Among these records, which lines include "Option"? Copy them out.

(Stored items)
*-*-*

use std::error::Error;

use services::{AppServices, SessionSnapshot};
use sprint_core::model::{ACHIEVEMENTS, GameMode, QuestionId, SessionResults, Topic, format_clock};
use sprint_core::study::{StudyTab, StudyZone};
use tokio::io::{AsyncBufReadExt, BufReader, Lines, Stdin};

type Input = Lines<BufReader<Stdin>>;

fn stdin_lines() -> Input {
    BufReader::new(tokio::io::stdin()).lines()
}

// ─── PLAY ───────────────────────────────────────────────────────────────────

/// Runs one session on the terminal until it finishes or the player quits.
///
/// Typed lines are answers; `:hint`, `:end` and `:quit` are commands.
pub async fn play(
    services: &AppServices,
    mode: GameMode,
    topic: Topic,
) -> Result<(), Box<dyn Error>> {
    let engine = services.engine();
    let mut snapshots = engine.watch();
    let mut input = stdin_lines();
    let mut shown: Option<QuestionId> = None;

    engine.start(mode, topic);
    println!("{} · {}", mode.title(), topic.title());
    println!("{}", mode.description());

    loop {
        let snapshot = snapshots.borrow_and_update().clone();
        if snapshot.is_finished() {
            if let Some(results) = engine.results() {
                print_results(&results, &snapshot);
            }
            break;
        }
        if let Some(question) = &snapshot.question {
            if shown != Some(question.id()) {
                shown = Some(question.id());
                print_status(&snapshot);
                println!("  {}", question.prompt_text());
            }
        }

        tokio::select! {
            changed = snapshots.changed() => {
                if changed.is_err() {
                    break;
                }
            }
            line = input.next_line() => {
                let Some(line) = line? else {
                    engine.end();
                    if engine.snapshot().is_finished() {
                        continue;
                    }
                    break;
                };
                match line.trim() {
                    "" => {}
                    ":quit" | ":q" => {
                        engine.return_to_menu();
                        break;
                    }
                    ":end" => engine.end(),
                    ":hint" => match snapshot.question.as_ref().and_then(|q| q.hint_text()) {
                        Some(hint) => println!("  hint: {hint}"),
                        None => println!("  no hint for this one"),
                    },
                    answer => {
                        if let Some(feedback) = engine.submit(answer).await {
                            println!("  {}", feedback.message);
                            for achievement in &feedback.unlocked {
                                println!("  {} unlocked: {}", achievement.icon, achievement.title);
                            }
                        } else if snapshot.is_active() {
                            println!("  already answered; next question coming up");
                        }
                    }
                }
            }
        }
    }

    Ok(())
}

fn print_status(snapshot: &SessionSnapshot) {
    let mut status = format!(
        "[score {} · streak {} · lvl {} ({}/100 xp)",
        snapshot.score, snapshot.streak, snapshot.level, snapshot.level_progress
    );
    if snapshot.mode.is_timed() {
        status.push_str(&format!(" · {}", format_clock(snapshot.time_remaining_seconds)));
    }
    if snapshot.mode == GameMode::Climb {
        status.push_str(&format!(" · climb {}%", snapshot.climb_progress));
    }
    status.push(']');
    println!();
    println!("{status}");
}

fn print_results(results: &SessionResults, snapshot: &SessionSnapshot) {
    println!();
    println!("Session complete: {} · {}", results.mode.title(), results.topic.title());
    println!("  score        {}", results.score);
    println!("  answered     {}", results.total_answered);
    println!("  correct      {}", results.correct_answered);
    println!("  accuracy     {}%", results.accuracy);
    println!("  best streak  {}", results.best_streak);
    println!("  level        {} ({} xp)", snapshot.level, snapshot.experience_points);
}

// ─── STUDY ──────────────────────────────────────────────────────────────────

/// Interactive flashcard and trick browser.
pub async fn study(services: &AppServices) -> Result<(), Box<dyn Error>> {
    let clock = services.clock();
    let mut zone = StudyZone::default();
    let mut input = stdin_lines();

    println!("Study Zone: [f]lip, [n]ext, [p]rev, [y]/[x] got it / missed it, [t]ricks, [c]ards, [q]uit");
    render_study(&zone);

    while let Some(line) = input.next_line().await? {
        match line.trim() {
            "q" | "quit" => break,
            "f" | "" => zone.flip(),
            "n" => match zone.tab() {
                StudyTab::Flashcards => zone.next_card(),
                StudyTab::Tricks => zone.next_trick(),
            },
            "p" => match zone.tab() {
                StudyTab::Flashcards => zone.prev_card(),
                StudyTab::Tricks => zone.prev_trick(),
            },
            "y" => {
                zone.record_answer(true, clock.now());
                zone.next_card();
            }
            "x" => {
                zone.record_answer(false, clock.now());
                zone.next_card();
            }
            "t" => zone.select_tab(StudyTab::Tricks),
            "c" => zone.select_tab(StudyTab::Flashcards),
            other => {
                println!("unknown command: {other}");
                continue;
            }
        }
        render_study(&zone);
    }

    let reviewed = zone.cards().iter().filter(|c| c.last_reviewed.is_some()).count();
    tracing::debug!(reviewed, "study zone closed");
    Ok(())
}

fn render_study(zone: &StudyZone) {
    println!();
    match zone.tab() {
        StudyTab::Flashcards => {
            let Some(card) = zone.current_card() else {
                println!("(no flashcards)");
                return;
            };
            println!(
                "card {}/{} · {}",
                zone.card_index() + 1,
                zone.cards().len(),
                card.topic.title()
            );
            if zone.is_flipped() {
                println!("  {} = {}", card.question, card.answer);
            } else {
                println!("  {} = ?", card.question);
            }
        }
        StudyTab::Tricks => {
            let Some(trick) = zone.current_trick() else {
                println!("(no tricks)");
                return;
            };
            println!("{}", trick.title);
            println!("  {}", trick.description);
            println!("  e.g. {}", trick.example);
            for (n, step) in trick.steps.iter().enumerate() {
                println!("  {}. {step}", n + 1);
            }
        }
    }
}

// ─── STATS ──────────────────────────────────────────────────────────────────

pub async fn stats(services: &AppServices) -> Result<(), Box<dyn Error>> {
    let progress = services.progress().load().await;

    println!(
        "Level {} · {} xp ({}/100 to next level)",
        progress.level(),
        progress.experience_points(),
        progress.level_progress()
    );
    println!();
    println!("Achievements:");
    for def in &ACHIEVEMENTS {
        let unlocked = progress
            .achievements()
            .iter()
            .find(|a| a.id == def.id && a.unlocked);
        match unlocked {
            Some(a) => match a.unlocked_at {
                Some(at) => println!(
                    "  {} {} (unlocked {})",
                    def.icon,
                    def.title,
                    at.format("%Y-%m-%d")
                ),
                None => println!("  {} {}", def.icon, def.title),
            },
            None => println!("  ·  {} (locked: {})", def.title, def.description),
        }
    }

    Ok(())
}
//! Study zone: self-graded flashcards and mental-math tricks.

use chrono::{DateTime, Utc};
use serde::{Deserialize, Serialize};

use crate::model::{FlashCardId, Topic};

//
// ─── CONTENT ───────────────────────────────────────────────────────────────────
//

#[derive(Debug, Clone, PartialEq, Eq, Serialize, Deserialize)]
#[serde(rename_all = "camelCase")]
pub struct FlashCard {
    pub id: FlashCardId,
    pub question: String,
    pub answer: String,
    pub topic: Topic,
    pub difficulty: u32,
    pub last_reviewed: Option<DateTime<Utc>>,
    pub times_correct: u32,
    pub times_incorrect: u32,
}

impl FlashCard {
    fn builtin(id: u32, question: &str, answer: &str, topic: Topic, difficulty: u32) -> Self {
        Self {
            id: FlashCardId::new(id),
            question: question.to_owned(),
            answer: answer.to_owned(),
            topic,
            difficulty,
            last_reviewed: None,
            times_correct: 0,
            times_incorrect: 0,
        }
    }
}

#[derive(Debug, Clone, PartialEq, Eq, Serialize, Deserialize)]
pub struct MentalMathTrick {
    pub title: String,
    pub description: String,
    pub example: String,
    pub steps: Vec<String>,
    pub category: Topic,
}

impl MentalMathTrick {
    fn builtin(
        title: &str,
        description: &str,
        example: &str,
        steps: &[&str],
        category: Topic,
    ) -> Self {
        Self {
            title: title.to_owned(),
            description: description.to_owned(),
            example: example.to_owned(),
            steps: steps.iter().map(|step| (*step).to_owned()).collect(),
            category,
        }
    }
}

#[must_use]
pub fn builtin_flashcards() -> Vec<FlashCard> {
    vec![
        FlashCard::builtin(1, "7 × 8", "56", Topic::Multiplication, 1),
        FlashCard::builtin(2, "9 × 6", "54", Topic::Multiplication, 1),
        FlashCard::builtin(3, "12²", "144", Topic::Squares, 2),
        FlashCard::builtin(4, "15²", "225", Topic::Squares, 3),
        FlashCard::builtin(5, "3³", "27", Topic::Cubes, 1),
    ]
}

#[must_use]
pub fn builtin_tricks() -> Vec<MentalMathTrick> {
    vec![
        MentalMathTrick::builtin(
            "Multiply by 11",
            "Quick trick for multiplying any 2-digit number by 11",
            "23 × 11 = 253",
            &[
                "Take the two digits: 2 and 3",
                "Add them together: 2 + 3 = 5",
                "Place the sum between the digits: 2-5-3",
                "Result: 253",
            ],
            Topic::Multiplication,
        ),
        MentalMathTrick::builtin(
            "Square Numbers Ending in 5",
            "Fast way to square any number ending in 5",
            "25² = 625",
            &[
                "Take the first digit: 2",
                "Multiply by the next number: 2 × 3 = 6",
                "Append 25 to the result: 625",
                "Works for any number ending in 5!",
            ],
            Topic::Squares,
        ),
        MentalMathTrick::builtin(
            "Percentage of 100",
            "Quick percentage calculations",
            "15% of 200 = 30",
            &[
                "Move decimal point left by 2: 15% = 0.15",
                "Multiply: 0.15 × 200",
                "Or think: 15% = 15/100, so 15 × 2 = 30",
                "Result: 30",
            ],
            Topic::Percentages,
        ),
    ]
}

//
// ─── NAVIGATION ────────────────────────────────────────────────────────────────
//

#[derive(Debug, Clone, Copy, PartialEq, Eq, Default)]
pub enum StudyTab {
    #[default]
    Flashcards,
    Tricks,
}

/// Browsing state for the study zone. Card and trick cursors wrap around.
#[derive(Debug, Clone, PartialEq, Eq)]
pub struct StudyZone {
    tab: StudyTab,
    cards: Vec<FlashCard>,
    tricks: Vec<MentalMathTrick>,
    card_index: usize,
    trick_index: usize,
    flipped: bool,
}

impl Default for StudyZone {
    fn default() -> Self {
        Self::new(builtin_flashcards(), builtin_tricks())
    }
}

impl StudyZone {
    #[must_use]
    pub fn new(cards: Vec<FlashCard>, tricks: Vec<MentalMathTrick>) -> Self {
        Self {
            tab: StudyTab::Flashcards,
            cards,
            tricks,
            card_index: 0,
            trick_index: 0,
            flipped: false,
        }
    }

    #[must_use]
    pub fn tab(&self) -> StudyTab {
        self.tab
    }

    pub fn select_tab(&mut self, tab: StudyTab) {
        self.tab = tab;
    }

    #[must_use]
    pub fn cards(&self) -> &[FlashCard] {
        &self.cards
    }

    #[must_use]
    pub fn card_index(&self) -> usize {
        self.card_index
    }

    #[must_use]
    pub fn current_card(&self) -> Option<&FlashCard> {
        self.cards.get(self.card_index)
    }

    #[must_use]
    pub fn current_trick(&self) -> Option<&MentalMathTrick> {
        self.tricks.get(self.trick_index)
    }

    #[must_use]
    pub fn is_flipped(&self) -> bool {
        self.flipped
    }

    pub fn flip(&mut self) {
        self.flipped = !self.flipped;
    }

    pub fn next_card(&mut self) {
        self.card_index = step(self.card_index, self.cards.len(), true);
        self.flipped = false;
    }

    pub fn prev_card(&mut self) {
        self.card_index = step(self.card_index, self.cards.len(), false);
        self.flipped = false;
    }

    pub fn next_trick(&mut self) {
        self.trick_index = step(self.trick_index, self.tricks.len(), true);
    }

    pub fn prev_trick(&mut self) {
        self.trick_index = step(self.trick_index, self.tricks.len(), false);
    }

    /// Records a self-graded answer on the current card.
    pub fn record_answer(&mut self, correct: bool, at: DateTime<Utc>) {
        let Some(card) = self.cards.get_mut(self.card_index) else {
            return;
        };
        if correct {
            card.times_correct += 1;
        } else {
            card.times_incorrect += 1;
        }
        card.last_reviewed = Some(at);
    }
}

fn step(index: usize, len: usize, forward: bool) -> usize {
    if len == 0 {
        return 0;
    }
    if forward {
        (index + 1) % len
    } else {
        (index + len - 1) % len
    }
}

*-*-*

- _Finished exercise_
    let mut shown: Option<QuestionId> = None;
    pub last_reviewed: Option<DateTime<Utc>>,
    pub fn current_card(&self) -> Option<&FlashCard> {
    pub fn current_trick(&self) -> Option<&MentalMathTrick> {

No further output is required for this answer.